Lisboa, 5 de Julho
Nas circunstâncias actuais, é talvez útil trazer à lembrança dos portugueses que as promessas de felicidade e de governo separado, que Sua Majestade o Imperador e Rei se dignou de fazer-lhes por meio da Deputação, são condicionais: a sorte dos portugueses estava nas suas mãos, dizia a Memória; e a eles é que competia provar pelas suas acções que eram ainda dignos de formar uma nação independente e de ter um Rei, em vez de virem a ser uma simples província de outro Estado vizinho.

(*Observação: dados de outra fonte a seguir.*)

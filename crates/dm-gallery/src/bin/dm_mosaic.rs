use std::fs;
use std::path::{Path, PathBuf};

use anyhow::{Context, Result, bail};
use clap::{Args, Parser, Subcommand, ValueEnum};
use delaunay_mosaic::{
    BorderMode, ColorMode, Image, Mosaic, MosaicConfig, Point, Rgba, RgbaImage,
    extract_edge_points, filter_stages, generate,
};
use image::imageops::FilterType;
use serde::Serialize;
use tracing::{info, warn};
use tracing_subscriber::EnvFilter;

const OUTLINE: Rgba = Rgba::opaque(255, 0, 0);
const REMAINING: Rgba = Rgba::opaque(0, 0, 255);

#[derive(Parser, Debug)]
#[command(name = "dm_mosaic")]
#[command(about = "Render low-poly delaunay mosaics from images")]
struct Cli {
    #[command(subcommand)]
    cmd: Command,
}

#[derive(Subcommand, Debug)]
enum Command {
    /// Full pipeline: mosaic.png, triangles.json and meta.json.
    #[command(name = "render")]
    Render(RenderArgs),
    /// Intermediate filter buffers and the extracted feature points.
    #[command(name = "stages")]
    Stages(StagesArgs),
}

#[derive(Args, Debug, Clone)]
struct CommonArgs {
    #[arg(long, required = true)]
    input: PathBuf,
    #[arg(long, default_value = "out")]
    out: PathBuf,
    /// Downscale the input to fit this width before processing.
    #[arg(long)]
    max_width: Option<u32>,
    #[arg(long)]
    max_height: Option<u32>,
    #[arg(long, default_value_t = 5)]
    blur: usize,
    #[arg(long, default_value_t = 5)]
    edge: usize,
    #[arg(long, default_value_t = 50)]
    threshold: u8,
}

#[derive(Args, Debug, Clone)]
struct RenderArgs {
    #[command(flatten)]
    common: CommonArgs,
    #[arg(long, default_value_t = 0.03)]
    rate: f64,
    #[arg(long, value_enum, default_value_t = ModeArg::Quick)]
    mode: ModeArg,
    #[arg(long)]
    seed: Option<u64>,
    /// Stroke triangle edges in red.
    #[arg(long)]
    outline: bool,
    /// Mark feature points left out of the triangulation in blue.
    #[arg(long)]
    show_points: bool,
}

#[derive(Args, Debug, Clone)]
struct StagesArgs {
    #[command(flatten)]
    common: CommonArgs,
}

#[derive(Debug, Clone, Copy, ValueEnum)]
enum ModeArg {
    Exact,
    Quick,
}

impl From<ModeArg> for ColorMode {
    fn from(mode: ModeArg) -> Self {
        match mode {
            ModeArg::Exact => ColorMode::Exact,
            ModeArg::Quick => ColorMode::Quick,
        }
    }
}

#[derive(Debug, Clone, Serialize)]
struct MetaRender {
    input: String,
    source_size: [u32; 2],
    size: [usize; 2],
    config: MosaicConfig,
    feature_points: usize,
    sampled: usize,
    remaining: usize,
    triangles: usize,
    degenerate_triangles: usize,
}

#[derive(Debug, Clone, Serialize)]
struct PointsDto {
    width: usize,
    height: usize,
    threshold: u8,
    points: Vec<Point>,
}

fn main() -> Result<()> {
    let filter = EnvFilter::try_from_default_env().unwrap_or_else(|_| EnvFilter::new("info"));
    tracing_subscriber::fmt().with_env_filter(filter).init();

    let cli = Cli::parse();

    match cli.cmd {
        Command::Render(args) => run_render(args),
        Command::Stages(args) => run_stages(args),
    }
}

fn run_render(args: RenderArgs) -> Result<()> {
    let out_dir = prepare_out(&args.common)?;
    let (img, source_size) = load_input(&args.common)?;

    let config = MosaicConfig {
        blur_kernel_size: args.common.blur,
        edge_kernel_size: args.common.edge,
        threshold: args.common.threshold,
        sample_rate: args.rate,
        color_mode: args.mode.into(),
        border: BorderMode::Clamp,
        seed: args.seed,
    };
    if let Err(e) = config.validate() {
        bail!("{e}.");
    }
    if !(args.rate > 0.0 && args.rate <= 1.0) {
        warn!(rate = args.rate, "rate outside (0, 1], mosaic will be empty");
    }

    let mosaic = generate(&img, &config)
        .with_context(|| format!("generating mosaic for {}", args.common.input.display()))?;

    let mut canvas = mosaic.rasterize();
    if args.outline {
        draw_outlines(&mut canvas, &mosaic);
    }
    if args.show_points {
        for &p in &mosaic.remaining {
            put_pixel(&mut canvas, p, REMAINING);
        }
    }

    save_rgba(out_dir.join("mosaic.png"), &canvas)?;
    write_json(out_dir.join("triangles.json"), &mosaic.triangles)?;

    let degenerate = mosaic
        .triangles
        .iter()
        .filter(|t| t.triangle().is_degenerate())
        .count();
    write_json(
        out_dir.join("meta.json"),
        &MetaRender {
            input: args.common.input.display().to_string(),
            source_size,
            size: [mosaic.width, mosaic.height],
            config,
            feature_points: mosaic.sampled.len() + mosaic.remaining.len(),
            sampled: mosaic.sampled.len(),
            remaining: mosaic.remaining.len(),
            triangles: mosaic.triangles.len(),
            degenerate_triangles: degenerate,
        },
    )?;

    info!(
        triangles = mosaic.triangles.len(),
        sampled = mosaic.sampled.len(),
        out = %out_dir.display(),
        "mosaic written"
    );
    Ok(())
}

fn run_stages(args: StagesArgs) -> Result<()> {
    let out_dir = prepare_out(&args.common)?;
    let (img, _) = load_input(&args.common)?;

    let stages = filter_stages(&img, args.common.blur, args.common.edge, BorderMode::Clamp)
        .with_context(|| {
            format!(
                "filtering with blur={} edge={}",
                args.common.blur, args.common.edge
            )
        })?;
    let points = extract_edge_points(&stages.edges, args.common.threshold);

    save_rgba(out_dir.join("gray.png"), &stages.gray)?;
    save_rgba(out_dir.join("blurred.png"), &stages.blurred)?;
    save_rgba(out_dir.join("edges.png"), &stages.edges)?;
    write_json(
        out_dir.join("points.json"),
        &PointsDto {
            width: img.width(),
            height: img.height(),
            threshold: args.common.threshold,
            points,
        },
    )?;

    info!(out = %out_dir.display(), "stages written");
    Ok(())
}

fn prepare_out(common: &CommonArgs) -> Result<PathBuf> {
    ensure_file_exists(&common.input, "input")?;
    fs::create_dir_all(&common.out)
        .with_context(|| format!("creating output directory {}", common.out.display()))?;
    Ok(common.out.clone())
}

fn ensure_file_exists(path: &Path, label: &str) -> Result<()> {
    if !path.is_file() {
        bail!("{label} file does not exist: {}.", path.display());
    }
    Ok(())
}

/// Decodes the input and shrinks it, keeping aspect ratio, to fit
/// `max_width x max_height`. Images are never enlarged.
fn load_input(common: &CommonArgs) -> Result<(RgbaImage, [u32; 2])> {
    let path = &common.input;
    let dyn_img =
        image::open(path).with_context(|| format!("opening input image {}", path.display()))?;
    let (w, h) = (dyn_img.width(), dyn_img.height());

    let (fw, fh) = fit_within(w, h, common.max_width, common.max_height);
    let rgba = if (fw, fh) == (w, h) {
        dyn_img.to_rgba8()
    } else {
        info!(from = ?(w, h), to = ?(fw, fh), "resizing input");
        dyn_img.resize_exact(fw, fh, FilterType::Triangle).to_rgba8()
    };

    let (rw, rh) = rgba.dimensions();
    let img = Image::from_rgba_bytes(rw as usize, rh as usize, rgba.as_raw())
        .with_context(|| format!("constructing rgba buffer from {}", path.display()))?;
    Ok((img, [w, h]))
}

fn fit_within(w: u32, h: u32, max_w: Option<u32>, max_h: Option<u32>) -> (u32, u32) {
    let mut scale = 1.0f64;
    if let Some(mw) = max_w.filter(|&mw| w > mw) {
        scale = f64::from(mw) / f64::from(w);
    }
    if let Some(mh) = max_h.filter(|&mh| h > mh) {
        scale = scale.min(f64::from(mh) / f64::from(h));
    }
    if scale >= 1.0 {
        return (w, h);
    }
    let scaled = |v: u32| ((f64::from(v) * scale).floor() as u32).max(1);
    (scaled(w), scaled(h))
}

fn draw_outlines(canvas: &mut RgbaImage, mosaic: &Mosaic) {
    for t in &mosaic.triangles {
        let [a, b, c] = t.vertices;
        for (p, q) in [(a, b), (b, c), (c, a)] {
            draw_line(canvas, p, q, OUTLINE);
        }
    }
}

/// Bresenham; pixels outside the canvas are dropped.
fn draw_line(canvas: &mut RgbaImage, from: Point, to: Point, color: Rgba) {
    let dx = (to.x - from.x).abs();
    let dy = -(to.y - from.y).abs();
    let sx = if from.x < to.x { 1 } else { -1 };
    let sy = if from.y < to.y { 1 } else { -1 };
    let mut err = dx + dy;
    let mut p = from;

    loop {
        put_pixel(canvas, p, color);
        if p == to {
            break;
        }
        let e2 = 2 * err;
        if e2 >= dy {
            err += dy;
            p.x += sx;
        }
        if e2 <= dx {
            err += dx;
            p.y += sy;
        }
    }
}

fn put_pixel(canvas: &mut RgbaImage, p: Point, color: Rgba) {
    let (Ok(x), Ok(y)) = (usize::try_from(p.x), usize::try_from(p.y)) else {
        return;
    };
    if let Some(px) = canvas.get_mut(x, y) {
        *px = color;
    }
}

fn save_rgba(path: PathBuf, img: &RgbaImage) -> Result<()> {
    let buf = image::RgbaImage::from_raw(
        img.width() as u32,
        img.height() as u32,
        img.to_rgba_bytes(),
    )
    .context("constructing RgbaImage from raw bytes")?;
    buf.save(&path)
        .with_context(|| format!("saving image {}", path.display()))
}

fn write_json(path: PathBuf, value: &impl Serialize) -> Result<()> {
    let bytes = serde_json::to_vec_pretty(value).context("serializing json")?;
    fs::write(&path, bytes).with_context(|| format!("writing json {}", path.display()))
}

Por felicidade, o movimento de desvario, que por alguns dias parecia haver-se apoderado de uma parte de Portugal, parece que vai serenando e tomando uma face pacífica; pois de outra sorte mal conviria nem seria próprio representar este país a Sua Majestade o Imperador e Rei como digno dos altos destinos que a sua bondade tem feito brilhar à vista dos seus olhos. Os que têm pegado em armas contra as tropas francesas se assemelham inteiramente a um bando de escravos que querem agrilhoar-se pelas suas próprias mãos, e que correm deliberadamente, com a impaciência da servidão, para um jugo por largo tempo detestado, e que os seus antepassados tanto se ensoberbeciam de ter conseguido sacudir!

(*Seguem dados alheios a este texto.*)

use serde::{Deserialize, Serialize};

/// How neighborhood reads outside the image are resolved.
#[derive(Debug, Clone, Copy, PartialEq, Default, Serialize, Deserialize)]
pub enum BorderMode<T> {
    #[default]
    Clamp,
    Constant(T),
    Wrap,
}

/// Maps a possibly out-of-range index into `[0, len)`.
///
/// Returns `None` for `Constant` when `i` is outside, and for empty axes.
pub fn map_index<T>(i: isize, len: usize, mode: &BorderMode<T>) -> Option<usize> {
    if len == 0 {
        return None;
    }

    match mode {
        BorderMode::Constant(_) => {
            if i < 0 || i >= len as isize {
                None
            } else {
                Some(i as usize)
            }
        }
        BorderMode::Clamp => {
            if i < 0 {
                Some(0)
            } else {
                Some((i as usize).min(len - 1))
            }
        }
        BorderMode::Wrap => Some(i.rem_euclid(len as isize) as usize),
    }
}

#[cfg(test)]
mod tests {
    use super::{BorderMode, map_index};

    #[test]
    fn clamp_mapping_handles_negative_and_overflow() {
        let mode = BorderMode::<u8>::Clamp;

        assert_eq!(map_index(-3, 5, &mode), Some(0));
        assert_eq!(map_index(-1, 5, &mode), Some(0));
        assert_eq!(map_index(0, 5, &mode), Some(0));
        assert_eq!(map_index(4, 5, &mode), Some(4));
        assert_eq!(map_index(5, 5, &mode), Some(4));
        assert_eq!(map_index(99, 5, &mode), Some(4));
    }

    #[test]
    fn wrap_is_periodic() {
        let mode = BorderMode::<u8>::Wrap;

        let cases = [(-6, 4), (-5, 0), (-1, 4), (0, 0), (4, 4), (5, 0), (7, 2), (11, 1)];
        for (i, expected) in cases {
            assert_eq!(map_index(i, 5, &mode), Some(expected));
        }
        for i in -4..=4 {
            assert_eq!(map_index(i, 1, &mode), Some(0));
        }
    }

    #[test]
    fn constant_only_maps_in_range() {
        let mode = BorderMode::Constant(0u8);

        assert_eq!(map_index(-1, 3, &mode), None);
        assert_eq!(map_index(3, 3, &mode), None);
        assert_eq!(map_index(2, 3, &mode), Some(2));
    }

    #[test]
    fn empty_axis_never_maps() {
        assert_eq!(map_index(0, 0, &BorderMode::<u8>::Clamp), None);
        assert_eq!(map_index(0, 0, &BorderMode::<u8>::Wrap), None);
    }
}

O sublevar-se hoje o povo em Portugal é proclamar o voto de cessar de ser português, para vir a ser vassalo espanhol.
Nada haveria de mais incompreensível que esta confusão de todo o cálculo político; por efeito do qual indivíduos de duas nações tão interessadas em aborrecer-se se entregariam com igual furor a uma revolta que deve ser igualmente fatal para ambas; mas cujo bom êxito, a poder-se sequer sonhar, prenderia uma com as cadeias da outra!
Outra extravagância da posição actual é ver duas nações que se pretende tornar fanáticas em nome de Príncipes que elas nem sequer têm à sua testa, e que debalde chamariam de tão longe e por entre tantos obstáculos.
Que desatino, portugueses, não seria o procurardes revoltar-vos contra o Imperador, hoje vosso único Soberano legítimo, e o qual representa, entre vós, o Ilustríssimo e Excelentíssimo Senhor Duque de Abrantes? Porque razão quereis expor-vos a ser, com Vila Viçosa e Beja, esmagados pela força, quando a autoridade mui poderosa só pensa em esquecer-se dos próprios direitos de conquista e em governar-vos com suavidade? Porventura diariamente de alguns pequenos corpos de facciosos em Portugal é que havia de desmaiar a estrela do GRANDE NAPOLEÃO e amortecer-se o braço de um dos seus mais valentes e hábeis Capitães?
O Decreto do Ilustríssimo e Excelentíssimo Senhor General em Chefe, para que voltem a Lisboa as pessoas que se ausentaram como fugitivas, se vai executando com celeridade. Hoje é que expira o termo fixado para se restituírem a esta capital; e amanhã, os que não tiverem obedecido, estarão no caso de serem presos por ordem do Senhor Conselheiro do Governo, Intendente Geral da Polícia do Reino. Asseguram-nos que a sua intenção, bem como o seu dever, é fazer com que severamente se cumpra um decreto que prescrevem as circunstâncias, e sem o qual, por um terror pueril, a pesar da mais perfeita tranquilidade, estava para despovoar-se uma cidade que precisa de uma parte dos seus habitantes para alimentar a outra. O deixar aqui de improviso só a classe indigente haveria sido dar maior partido às desordens as mais prejudiciais aos consumidores e aos próprios donos das herdades.
O Ilustríssimo e Excelentíssimo Senhor Duque de Abrantes acaba de nomear por Cónego da Sé de Lisboa o Pároco de Beja, que tão bem se portou ao querer impedir que os seus concidadãos provocassem os desastres que foram o justo castigo da sua criminosa agressão contra as tropas francesas.
O dito pároco porém deve continuar a exercer as suas funções numa cidade onde a sua presença é todavia necessária para reparar as desgraças que ele não pôde prevenir por não ter havido o bom espírito de lhe dar crédito.
Assegura-se que a cidade de Mérida, em Espanha, foi entregue às chamas, por haver também tentado fechar as suas portas a uma coluna do Exército de Sua Alteza Imperial o Grão-Duque de Berg.
Fala-se de ter havido mais três combates em Espanha, todos com grande vantagem dos franceses.
[Fonte: Gazeta de Lisboa, n.º 27, 5 de Julho de 1808].